BEGIN The data
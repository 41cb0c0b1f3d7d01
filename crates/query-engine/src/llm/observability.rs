use std::time::{Duration, Instant};

use tracing::info;
use uuid::Uuid;

use super::transport::{
    ChatCompletionRequest, ChatCompletionResponse, ChatTransport, TransportError,
};

#[derive(Debug, Clone, PartialEq, Eq)]
pub struct TransportTelemetry {
    pub outcome: &'static str,
    pub latency_ms: u64,
    pub model: String,
    pub grounded: bool,
    pub prompt_tokens: Option<u32>,
    pub completion_tokens: Option<u32>,
    pub total_tokens: Option<u32>,
    pub citation_count: Option<usize>,
    pub error_type: Option<&'static str>,
}

pub async fn complete_with_telemetry(
    transport: &dyn ChatTransport,
    request: ChatCompletionRequest,
) -> (
    Result<ChatCompletionResponse, TransportError>,
    TransportTelemetry,
) {
    let model = request.model.clone();
    let grounded = request.grounding.is_some();
    let started_at = Instant::now();
    let result = transport.complete(request).await;
    let telemetry = telemetry_for_result(model, grounded, started_at.elapsed(), &result);
    (result, telemetry)
}

/// Emits one structured record per completion call. Message content stays out
/// of the log.
pub fn log_telemetry(session_id: Uuid, telemetry: &TransportTelemetry, flow: &str) {
    info!(
        flow,
        session_id = %session_id,
        outcome = telemetry.outcome,
        model = telemetry.model.as_str(),
        grounded = telemetry.grounded,
        latency_ms = telemetry.latency_ms,
        prompt_tokens = ?telemetry.prompt_tokens,
        completion_tokens = ?telemetry.completion_tokens,
        total_tokens = ?telemetry.total_tokens,
        citation_count = ?telemetry.citation_count,
        error_type = ?telemetry.error_type,
        "chat completion metrics"
    );
}

fn telemetry_for_result(
    requested_model: String,
    grounded: bool,
    latency: Duration,
    result: &Result<ChatCompletionResponse, TransportError>,
) -> TransportTelemetry {
    let latency_ms = duration_to_millis(latency);
    match result {
        Ok(response) => {
            let usage = response.usage.clone().unwrap_or_default();
            let has_usage = response.usage.is_some();

            TransportTelemetry {
                outcome: "success",
                latency_ms,
                model: response.model.clone().unwrap_or(requested_model),
                grounded,
                prompt_tokens: has_usage.then_some(usage.prompt_tokens),
                completion_tokens: has_usage.then_some(usage.completion_tokens),
                total_tokens: has_usage.then_some(usage.total_tokens),
                citation_count: response
                    .choices
                    .first()
                    .map(|choice| choice.message.citations.len()),
                error_type: None,
            }
        }
        Err(err) => TransportTelemetry {
            outcome: "failure",
            latency_ms,
            model: requested_model,
            grounded,
            prompt_tokens: None,
            completion_tokens: None,
            total_tokens: None,
            citation_count: None,
            error_type: Some(err.kind()),
        },
    }
}

fn duration_to_millis(duration: Duration) -> u64 {
    let millis = duration.as_millis();
    u64::try_from(millis).unwrap_or(u64::MAX)
}

#[cfg(test)]
mod tests {
    use std::time::Duration;

    use super::{duration_to_millis, telemetry_for_result};
    use crate::formatter::Citation;
    use crate::llm::{ChatCompletionResponse, ChatMessage, TokenUsage, TransportError};

    #[test]
    fn success_telemetry_reports_provider_model_usage_and_citations() {
        let mut response = ChatCompletionResponse::from_message(ChatMessage {
            content: Some("Leo loves the spotlight.".to_string()),
            citations: vec![Citation::Freeform("leo.md".to_string())],
        });
        response.model = Some("gpt-4o-2024-05-13".to_string());
        response.usage = Some(TokenUsage {
            prompt_tokens: 120,
            completion_tokens: 40,
            total_tokens: 160,
        });

        let telemetry = telemetry_for_result(
            "gpt-4o".to_string(),
            true,
            Duration::from_millis(42),
            &Ok(response),
        );

        assert_eq!(telemetry.outcome, "success");
        assert_eq!(telemetry.model, "gpt-4o-2024-05-13");
        assert_eq!(telemetry.latency_ms, 42);
        assert_eq!(telemetry.total_tokens, Some(160));
        assert_eq!(telemetry.citation_count, Some(1));
        assert_eq!(telemetry.error_type, None);
    }

    #[test]
    fn failure_telemetry_keeps_requested_model_and_error_kind() {
        let telemetry = telemetry_for_result(
            "gpt-4o".to_string(),
            true,
            Duration::from_millis(7),
            &Err(TransportError::Timeout),
        );

        assert_eq!(telemetry.outcome, "failure");
        assert_eq!(telemetry.model, "gpt-4o");
        assert_eq!(telemetry.prompt_tokens, None);
        assert_eq!(telemetry.error_type, Some("timeout"));
    }

    #[test]
    fn missing_usage_leaves_token_counts_empty() {
        let telemetry = telemetry_for_result(
            "gpt-4o".to_string(),
            false,
            Duration::ZERO,
            &Ok(ChatCompletionResponse::default()),
        );

        assert_eq!(telemetry.total_tokens, None);
        assert_eq!(telemetry.citation_count, None);
        assert!(!telemetry.grounded);
    }

    #[test]
    fn oversized_durations_saturate() {
        assert_eq!(duration_to_millis(Duration::MAX), u64::MAX);
    }
}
END The data
## Exercise aim
From the line that holds "assert_eq!(telemetry.total_tokens, None);" to the last line of the records above, print each line exactly. Add nothing else.

## Your solution
        assert_eq!(telemetry.total_tokens, None);
        assert_eq!(telemetry.citation_count, None);
        assert!(!telemetry.grounded);
    }

    #[test]
    fn oversized_durations_saturate() {
        assert_eq!(duration_to_millis(Duration::MAX), u64::MAX);
    }
}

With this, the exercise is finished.